Start of Data provided
//! Failure classification policy.
//!
//! Rust has no exception hierarchy, so deciding whether a panic is an
//! assertion failure or an unexpected error is a policy. The default policy,
//! [`PrefixClassifier`], records a failure as `error` only when its message
//! starts with one of [`DEFAULT_ERROR_PREFIXES`] (unwrapping `None` or
//! `Err`, out-of-bounds indexing, arithmetic overflow, division by zero).
//! Everything else, including `assert!(cond, "custom message")` and an
//! `Err` from `anyhow::ensure!`, is recorded as `failed`. Panics carrying an
//! [`AssertionFailure`] payload are always assertions.

use std::any::Any;
use std::fmt;

use crate::model::{Failure, FailureKind};

/// Message prefixes the default classifier records as `error`.
pub const DEFAULT_ERROR_PREFIXES: &[&str] = &[
    "called `Option::unwrap()`",
    "called `Result::unwrap()`",
    "called `Option::expect()`",
    "called `Result::expect()`",
    "index out of bounds",
    "attempt to",
    "divide by zero",
];

/// Message prefixes the default classifier records as `failed` even when
/// they also match an error prefix.
pub const DEFAULT_ASSERTION_PREFIXES: &[&str] = &["assertion"];

/// What the panic hook saw when a thread panicked.
#[derive(Debug, Clone, PartialEq, Eq)]
pub struct PanicCapture {
    message: String,
    location: Option<String>,
    assertion_payload: bool,
}

impl PanicCapture {
    /// Capture from a raw panic payload.
    #[must_use]
    pub fn from_payload(payload: &(dyn Any + Send), location: Option<String>) -> Self {
        let assertion = payload.downcast_ref::<AssertionFailure>();
        Self {
            message: assertion.map_or_else(|| payload_message(payload), |a| a.0.clone()),
            location,
            assertion_payload: assertion.is_some(),
        }
    }

    /// Capture built from a plain message, for panics whose payload is gone.
    pub fn from_message(message: impl Into<String>) -> Self {
        Self {
            message: message.into(),
            location: None,
            assertion_payload: false,
        }
    }

    /// Rendered panic message.
    #[must_use]
    pub fn message(&self) -> &str {
        &self.message
    }

    /// `file:line:column` of the panic, when known.
    #[must_use]
    pub fn location(&self) -> Option<&str> {
        self.location.as_deref()
    }

    /// `true` when the payload was an [`AssertionFailure`].
    #[must_use]
    pub const fn is_assertion_payload(&self) -> bool {
        self.assertion_payload
    }

    /// Message with the location appended, as recorded on failures.
    #[must_use]
    pub fn describe(&self) -> String {
        match &self.location {
            Some(location) => format!("{} (at {location})", self.message),
            None => self.message.clone(),
        }
    }
}

/// Extract the message of a panic payload.
pub(crate) fn payload_message(payload: &(dyn Any + Send)) -> String {
    if let Some(message) = payload.downcast_ref::<&str>() {
        (*message).to_owned()
    } else if let Some(message) = payload.downcast_ref::<String>() {
        message.clone()
    } else if let Some(assertion) = payload.downcast_ref::<AssertionFailure>() {
        assertion.0.clone()
    } else {
        String::from("panic with a non-string payload")
    }
}

/// Panic payload that always classifies as an assertion failure.
///
/// ```should_panic
/// std::panic::panic_any(specleft::AssertionFailure::new("total was 4, expected 5"));
/// ```
#[derive(Debug, Clone, PartialEq, Eq)]
pub struct AssertionFailure(String);

impl AssertionFailure {
    /// Wrap an assertion message.
    pub fn new(message: impl Into<String>) -> Self {
        Self(message.into())
    }
}

impl fmt::Display for AssertionFailure {
    fn fmt(&self, f: &mut fmt::Formatter<'_>) -> fmt::Result {
        f.write_str(&self.0)
    }
}

/// Decides whether a failure is an assertion or an error.
pub trait FailureClassifier: Send + Sync + fmt::Debug {
    /// Classify a panic observed while a step or test was running.
    fn classify_panic(&self, capture: &PanicCapture) -> FailureKind;

    /// Classify an `Err` returned from a step or test body.
    ///
    /// Returned errors are assertion-kind unless the classifier says
    /// otherwise.
    fn classify_error(&self, _message: &str) -> FailureKind {
        FailureKind::Assertion
    }
}

/// Build the recorded [`Failure`] for a panic.
pub(crate) fn panic_failure(
    classifier: &dyn FailureClassifier,
    capture: &PanicCapture,
) -> Failure {
    Failure::new(classifier.classify_panic(capture), capture.describe())
}

/// Classifier matching message prefixes.
///
/// Assertion prefixes are checked first, then error prefixes; a message
/// matching neither gets the `unmatched` kind.
#[derive(Debug, Clone, PartialEq, Eq)]
pub struct PrefixClassifier {
    assertion_prefixes: Vec<String>,
    error_prefixes: Vec<String>,
    unmatched: FailureKind,
}

impl PrefixClassifier {
    /// Build a classifier from its two prefix lists and the kind given to
    /// messages matching neither.
    #[must_use]
    pub const fn new(
        assertion_prefixes: Vec<String>,
        error_prefixes: Vec<String>,
        unmatched: FailureKind,
    ) -> Self {
        Self {
            assertion_prefixes,
            error_prefixes,
            unmatched,
        }
    }

    fn classify_message(&self, message: &str) -> FailureKind {
        let starts = |prefixes: &[String]| {
            prefixes
                .iter()
                .any(|prefix| message.starts_with(prefix.as_str()))
        };
        if starts(&self.assertion_prefixes) {
            FailureKind::Assertion
        } else if starts(&self.error_prefixes) {
            FailureKind::Error
        } else {
            self.unmatched
        }
    }
}

pub(crate) fn owned_prefixes(prefixes: &[&str]) -> Vec<String> {
    prefixes.iter().map(|prefix| (*prefix).to_owned()).collect()
}

impl Default for PrefixClassifier {
    fn default() -> Self {
        Self::new(
            owned_prefixes(DEFAULT_ASSERTION_PREFIXES),
            owned_prefixes(DEFAULT_ERROR_PREFIXES),
            FailureKind::Assertion,
        )
    }
}

impl FailureClassifier for PrefixClassifier {
    fn classify_panic(&self, capture: &PanicCapture) -> FailureKind {
        if capture.is_assertion_payload() {
            FailureKind::Assertion
        } else {
            self.classify_message(capture.message())
        }
    }

    fn classify_error(&self, message: &str) -> FailureKind {
        self.classify_message(message)
    }
}

#[cfg(test)]
mod tests {
    use super::*;
    use rstest::rstest;

    #[rstest]
    #[case::assert_macro("assertion failed: total == 5", FailureKind::Assertion)]
    #[case::assert_eq(
        "assertion `left == right` failed\n  left: 4\n right: 5",
        FailureKind::Assertion
    )]
    #[case::custom_assert_message("total mismatch: got 4", FailureKind::Assertion)]
    #[case::unwrap_none("called `Option::unwrap()` on a `None` value", FailureKind::Error)]
    #[case::unwrap_err("called `Result::unwrap()` on an `Err` value: 3", FailureKind::Error)]
    #[case::index("index out of bounds: the len is 3 but the index is 7", FailureKind::Error)]
    #[case::overflow("attempt to add with overflow", FailureKind::Error)]
    #[case::zero_divisor("attempt to divide by zero", FailureKind::Error)]
    fn default_policy(#[case] message: &str, #[case] expected: FailureKind) {
        let capture = PanicCapture::from_message(message);
        assert_eq!(PrefixClassifier::default().classify_panic(&capture), expected);
    }

    #[rstest]
    fn assertion_payload_always_classifies_as_assertion() {
        let payload: Box<dyn Any + Send> = Box::new(AssertionFailure::new("boom"));
        let capture = PanicCapture::from_payload(payload.as_ref(), None);
        assert!(capture.is_assertion_payload());
        assert_eq!(capture.message(), "boom");
        let strict = PrefixClassifier::new(Vec::new(), Vec::new(), FailureKind::Error);
        assert_eq!(strict.classify_panic(&capture), FailureKind::Assertion);
    }

    #[rstest]
    #[case(Box::new("static str") as Box<dyn Any + Send>, "static str")]
    #[case(Box::new(String::from("owned")) as Box<dyn Any + Send>, "owned")]
    #[case(Box::new(7_u8) as Box<dyn Any + Send>, "panic with a non-string payload")]
    fn payload_messages(#[case] payload: Box<dyn Any + Send>, #[case] expected: &str) {
        assert_eq!(payload_message(payload.as_ref()), expected);
    }

    #[rstest]
    fn unmatched_messages_follow_configuration() {
        let strict = PrefixClassifier::new(
            owned_prefixes(DEFAULT_ASSERTION_PREFIXES),
            Vec::new(),
            FailureKind::Error,
        );
        let capture = PanicCapture::from_message("anything");
        assert_eq!(strict.classify_panic(&capture), FailureKind::Error);
        assert_eq!(strict.classify_error("anything"), FailureKind::Error);
        assert_eq!(strict.classify_error("assertion failed: ok"), FailureKind::Assertion);
    }

    #[rstest]
    #[case::ensure_macro("Condition failed: `total == 5` (4 vs 5)", FailureKind::Assertion)]
    #[case::custom("expected 5 rows", FailureKind::Assertion)]
    #[case::unwrap("called `Option::unwrap()` on a `None` value", FailureKind::Error)]
    fn returned_errors_use_the_same_prefixes(#[case] message: &str, #[case] expected: FailureKind) {
        assert_eq!(PrefixClassifier::default().classify_error(message), expected);
    }

    #[rstest]
    fn assertion_prefixes_win_over_error_prefixes() {
        let classifier = PrefixClassifier::new(
            vec![String::from("attempt to login")],
            owned_prefixes(DEFAULT_ERROR_PREFIXES),
            FailureKind::Error,
        );
        let capture = PanicCapture::from_message("attempt to login was rejected");
        assert_eq!(classifier.classify_panic(&capture), FailureKind::Assertion);
    }

    #[rstest]
    fn describe_appends_location() {
        let payload: Box<dyn Any + Send> = Box::new("boom");
        let location = Some(String::from("src/lib.rs:1:2"));
        let capture = PanicCapture::from_payload(payload.as_ref(), location);
        assert_eq!(capture.describe(), "boom (at src/lib.rs:1:2)");
    }
}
End of Data provided
Exercise objective: How many of the lines in the listing hold "when"? Only the number should be given.

Exercise response: 5